The Star Nosed Mole Delusion

(Submitted by friend of the blog, Ross Blocher)

Sometime in 2005 I was reading The Ancestor’s Tale, by Richard Dawkins, and there was a particular chapter about the star nosed mole. It was the first time I’d heard of this creature, and in the account Dawkins mentioned there is still much we don’t know about the movements of its feelers because they move so quickly.
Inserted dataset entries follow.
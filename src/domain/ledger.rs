// ==========================================
// IGU 回收碳排放评估 - 分阶段排放台账与路径结果
// ==========================================
// 红线: total 由台账求和得出,不单独存储可漂移的副本
// ==========================================

use crate::domain::flow::FlowState;
use crate::domain::types::ScenarioKind;
use serde::{Deserialize, Serialize};
use std::fmt;

// ==========================================
// Stage - 排放阶段标签
// ==========================================
#[derive(Debug, Clone, Copy, PartialEq, Eq, Hash, Serialize, Deserialize)]
#[serde(rename_all = "snake_case")]
pub enum Stage {
    Dismantling,
    Packaging,
    TransportA,
    Repair,
    Disassembly,
    Recondition,
    Reassembly,
    Repurposing,
    Breaking,
    GlassReprocessing,
    TransportB,
    OpenLoopTransport,
    GlasswoolTransport,
    ContainerTransport,
    Installation,
    LandfillTransport,
    WasteTransportSite,
    WasteTransportProcessor,
    EquivalentNewGlass,
    EquivalentReassembly,
    EquivalentTransport,
    EquivalentInstallation,
}

impl Stage {
    pub fn label(&self) -> &'static str {
        match self {
            Stage::Dismantling => "Dismantling",
            Stage::Packaging => "Packaging",
            Stage::TransportA => "Transport A",
            Stage::Repair => "Repair",
            Stage::Disassembly => "Disassembly",
            Stage::Recondition => "Recondition",
            Stage::Reassembly => "Reassembly",
            Stage::Repurposing => "Repurposing",
            Stage::Breaking => "Breaking",
            Stage::GlassReprocessing => "Glass Reprocessing",
            Stage::TransportB => "Transport B",
            Stage::OpenLoopTransport => "Open-loop Transport",
            Stage::GlasswoolTransport => "Glasswool Transport",
            Stage::ContainerTransport => "Container Transport",
            Stage::Installation => "Installation",
            Stage::LandfillTransport => "Landfill Transport",
            Stage::WasteTransportSite => "Waste Transport (Site)",
            Stage::WasteTransportProcessor => "Waste Transport (Processor)",
            Stage::EquivalentNewGlass => "Equivalent New Glass",
            Stage::EquivalentReassembly => "Equivalent Reassembly",
            Stage::EquivalentTransport => "Equivalent Transport",
            Stage::EquivalentInstallation => "Equivalent Installation",
        }
    }
}

impl fmt::Display for Stage {
    fn fmt(&self, f: &mut fmt::Formatter<'_>) -> fmt::Result {
        write!(f, "{}", self.label())
    }
}

// ==========================================
// StageLedger - 有序台账
// ==========================================
#[derive(Debug, Clone, Copy, PartialEq, Serialize, Deserialize)]
pub struct StageEntry {
    pub stage: Stage,
    pub kgco2e: f64,
}

#[derive(Debug, Clone, Default, PartialEq, Serialize, Deserialize)]
#[serde(transparent)]
pub struct StageLedger {
    entries: Vec<StageEntry>,
}

impl StageLedger {
    pub fn new() -> Self {
        Self::default()
    }

    /// 记账; 同一阶段重复记账时累加,保持首次出现的顺序
    pub fn add(&mut self, stage: Stage, kgco2e: f64) {
        match self.entries.iter_mut().find(|e| e.stage == stage) {
            Some(entry) => entry.kgco2e += kgco2e,
            None => self.entries.push(StageEntry { stage, kgco2e }),
        }
    }

    pub fn get(&self, stage: Stage) -> Option<f64> {
        self.entries
            .iter()
            .find(|e| e.stage == stage)
            .map(|e| e.kgco2e)
    }

    pub fn entries(&self) -> &[StageEntry] {
        &self.entries
    }

    pub fn total(&self) -> f64 {
        self.entries.iter().map(|e| e.kgco2e).sum()
    }

    pub fn is_empty(&self) -> bool {
        self.entries.is_empty()
    }
}

// ==========================================
// ScenarioResult - 路径计算结果
// ==========================================
#[derive(Debug, Clone, PartialEq, Serialize, Deserialize)]
pub struct ScenarioResult {
    pub scenario_name: String,
    pub kind: ScenarioKind,
    pub total_emissions_kgco2: f64,
    pub by_stage: StageLedger,

    pub initial_igus: f64,
    pub initial_area_m2: f64,
    pub initial_mass_kg: f64,
    pub final_igus: f64,
    pub final_area_m2: f64,
    pub final_mass_kg: f64,

    pub yield_percent: f64,
}

impl ScenarioResult {
    /// 由台账构建结果
    ///
    /// # 参数
    /// - `yield_percent`: 回收类路径传入有效碎玻璃占比; 其余路径传 None,按面积比计算
    pub fn from_ledger(
        kind: ScenarioKind,
        scenario_name: impl Into<String>,
        by_stage: StageLedger,
        initial: FlowState,
        final_state: FlowState,
        yield_percent: Option<f64>,
    ) -> Self {
        let yield_percent = yield_percent.unwrap_or_else(|| {
            if initial.area_m2 > 0.0 {
                final_state.area_m2 / initial.area_m2 * 100.0
            } else {
                0.0
            }
        });

        Self {
            scenario_name: scenario_name.into(),
            kind,
            total_emissions_kgco2: by_stage.total(),
            by_stage,
            initial_igus: initial.igus,
            initial_area_m2: initial.area_m2,
            initial_mass_kg: initial.mass_kg,
            final_igus: final_state.igus,
            final_area_m2: final_state.area_m2,
            final_mass_kg: final_state.mass_kg,
            yield_percent,
        }
    }

    /// 单位产出面积排放强度 (kgCO2e/m²)
    pub fn intensity_kgco2_per_m2(&self) -> f64 {
        if self.final_area_m2 > 0.0 {
            self.total_emissions_kgco2 / self.final_area_m2
        } else {
            0.0
        }
    }
}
After finishing that chapter, I forced myself to stop reading so I could get to the Laundromat in time to get a few loads washed.
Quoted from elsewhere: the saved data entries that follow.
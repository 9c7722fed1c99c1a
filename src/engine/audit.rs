// ==========================================
// IGU 回收碳排放评估 - 计算审计旁路
// ==========================================
// 职责: 记录每一步计算的公式、输入与结果, 以及缺失路线等告警
// 说明: 以 trait 对象注入计算函数, 不使用全局单例
// ==========================================

use crate::domain::ScenarioKind;
use chrono::{DateTime, Utc};
use serde::{Deserialize, Serialize};
use serde_json::Value;
use std::fs::File;
use std::io::{BufWriter, Write};
use std::path::{Path, PathBuf};
use std::sync::Mutex;
use uuid::Uuid;

// ==========================================
// 审计条目
// ==========================================

#[derive(Debug, Clone, Copy, PartialEq, Eq, Serialize, Deserialize)]
#[serde(rename_all = "snake_case")]
pub enum AuditLevel {
    Calculation,
    Warning,
}

/// 审计归属 (产品 + 路径)
#[derive(Debug, Clone, PartialEq, Eq, Serialize, Deserialize)]
pub struct AuditSubject {
    pub product: String,
    pub scenario: ScenarioKind,
}

#[derive(Debug, Clone, Serialize, Deserialize)]
pub struct AuditEntry {
    pub timestamp: DateTime<Utc>,
    pub level: AuditLevel,
    #[serde(default, skip_serializing_if = "Option::is_none")]
    pub subject: Option<AuditSubject>,
    /// 计算上下文 (如 "Transport: origin_to_landfill")
    pub context: String,
    pub formula: String,
    pub variables: Value,
    pub result: f64,
    pub unit: String,
}

impl AuditEntry {
    pub fn calculation(
        context: impl Into<String>,
        formula: impl Into<String>,
        variables: Value,
        result: f64,
    ) -> Self {
        Self {
            timestamp: Utc::now(),
            level: AuditLevel::Calculation,
            subject: None,
            context: context.into(),
            formula: formula.into(),
            variables,
            result,
            unit: "kgCO2e".to_string(),
        }
    }

    pub fn warning(context: impl Into<String>, message: impl Into<String>) -> Self {
        Self {
            timestamp: Utc::now(),
            level: AuditLevel::Warning,
            subject: None,
            context: context.into(),
            formula: message.into(),
            variables: Value::Null,
            result: 0.0,
            unit: String::new(),
        }
    }
}

// ==========================================
// 审计 Trait
// ==========================================

/// 计算审计记录器
///
/// 实现必须线程安全, 批量并行时共享同一实例
pub trait CalculationAudit: Send + Sync {
    fn record(&self, entry: AuditEntry);

    fn log_calculation(&self, context: &str, formula: &str, variables: Value, result: f64) {
        self.record(AuditEntry::calculation(context, formula, variables, result));
    }

    fn warn(&self, context: &str, message: &str) {
        self.record(AuditEntry::warning(context, message));
    }
}

/// 空操作审计
#[derive(Debug, Clone, Default)]
pub struct NoOpAudit;

impl CalculationAudit for NoOpAudit {
    fn record(&self, _entry: AuditEntry) {}
}

/// 内存审计 (测试与报表汇总)
#[derive(Debug, Default)]
pub struct MemoryAudit {
    entries: Mutex<Vec<AuditEntry>>,
}

impl MemoryAudit {
    pub fn new() -> Self {
        Self::default()
    }

    pub fn entries(&self) -> Vec<AuditEntry> {
        match self.entries.lock() {
            Ok(guard) => guard.clone(),
            Err(poisoned) => poisoned.into_inner().clone(),
        }
    }

    pub fn warnings(&self) -> Vec<AuditEntry> {
        self.entries()
            .into_iter()
            .filter(|e| e.level == AuditLevel::Warning)
            .collect()
    }
}

impl CalculationAudit for MemoryAudit {
    fn record(&self, entry: AuditEntry) {
        match self.entries.lock() {
            Ok(mut guard) => guard.push(entry),
            Err(poisoned) => poisoned.into_inner().push(entry),
        }
    }
}

/// 为条目标注归属后转发
///
/// 并行批量共用一个审计文件时, 据此区分产品与路径
pub struct ScopedAudit<'a> {
    inner: &'a dyn CalculationAudit,
    subject: AuditSubject,
}

impl<'a> ScopedAudit<'a> {
    pub fn new(inner: &'a dyn CalculationAudit, product: impl Into<String>, scenario: ScenarioKind) -> Self {
        Self {
            inner,
            subject: AuditSubject {
                product: product.into(),
                scenario,
            },
        }
    }
}

impl CalculationAudit for ScopedAudit<'_> {
    fn record(&self, mut entry: AuditEntry) {
        if entry.subject.is_none() {
            entry.subject = Some(self.subject.clone());
        }
        self.inner.record(entry);
    }
}

// ==========================================
// 文件审计 (JSON Lines)
// ==========================================

pub struct FileAudit {
    session_id: Uuid,
    path: PathBuf,
    writer: Mutex<BufWriter<File>>,
}

impl FileAudit {
    /// 在目录下创建 audit_<时间戳>.jsonl
    pub fn create_in<P: AsRef<Path>>(dir: P) -> std::io::Result<Self> {
        std::fs::create_dir_all(dir.as_ref())?;
        let file_name = format!("audit_{}.jsonl", Utc::now().format("%Y%m%d_%H%M%S"));
        Self::create(dir.as_ref().join(file_name))
    }

    pub fn create<P: AsRef<Path>>(path: P) -> std::io::Result<Self> {
        let path = path.as_ref().to_path_buf();
        let file = File::create(&path)?;
        let session_id = Uuid::new_v4();
        tracing::info!(path = %path.display(), session = %session_id, "审计文件已创建");
        Ok(Self {
            session_id,
            path,
            writer: Mutex::new(BufWriter::new(file)),
        })
    }

    pub fn session_id(&self) -> Uuid {
        self.session_id
    }

    pub fn path(&self) -> &Path {
        &self.path
    }

    pub fn flush(&self) -> std::io::Result<()> {
        match self.writer.lock() {
            Ok(mut w) => w.flush(),
            Err(poisoned) => poisoned.into_inner().flush(),
        }
    }
}

#[derive(Serialize)]
struct SessionLine<'a> {
    session_id: Uuid,
    #[serde(flatten)]
    entry: &'a AuditEntry,
}

impl CalculationAudit for FileAudit {
    fn record(&self, entry: AuditEntry) {
        let line = SessionLine {
            session_id: self.session_id,
            entry: &entry,
        };
        let json = match serde_json::to_string(&line) {
            Ok(j) => j,
            Err(e) => {
                tracing::error!(error = %e, "审计条目序列化失败");
                return;
            }
        };

        let mut writer = match self.writer.lock() {
            Ok(w) => w,
            Err(poisoned) => poisoned.into_inner(),
        };
        if let Err(e) = writeln!(*writer, "{}", json) {
            tracing::error!(error = %e, path = %self.path.display(), "审计文件写入失败");
        }
    }
}

impl Drop for FileAudit {
    fn drop(&mut self) {
        if let Err(e) = self.flush() {
            tracing::error!(error = %e, "审计文件刷新失败");
        }
    }
}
The moment I got in the truck, the radio was tuned to the local NPR affiliate, and there was an interview with a researcher talking about the star nosed mole, and how recent high-speed photography had revealed how it uses its feelers.

It takes a licking…

(Submitted by reader Donald Chesebro)

Last Monday was my first day of work at a new job.  I decided to wear an old Timex analog watch that I’ve had since high school, but which I haven’t worn in years (although, like the ads, it indeed keeps on ticking).  When I put it on, I pulled the pin to set the time, but when I looked at the watch face, the time on the watch was 8:11 a.m.  The presumably correct time on my cell phone was 8:11 a.m.  (The day and date did need to be changed, though.)


EDITED 6/25/2012

[EDITOR: An especially simple story, but funny nonetheless. But what are the odds? There are a few factors to account for. Obviously one could argue the watch kept exceptionally good time, but as the date needed to be changed, we can assume it was, indeed, running fast or slow during the years it wasn’t in use. While a typical quartz watch IS capable of being accurate enough to lose/gain only 5-25 seconds per YEAR, it’s quite reasonable for them to be quite a bit further off than that due to a variety of issues. So assuming we have no way to directly predict the exact accuracy, or lack thereof, of this watch’s crystal, we’re left to assume this element’s unpredictable.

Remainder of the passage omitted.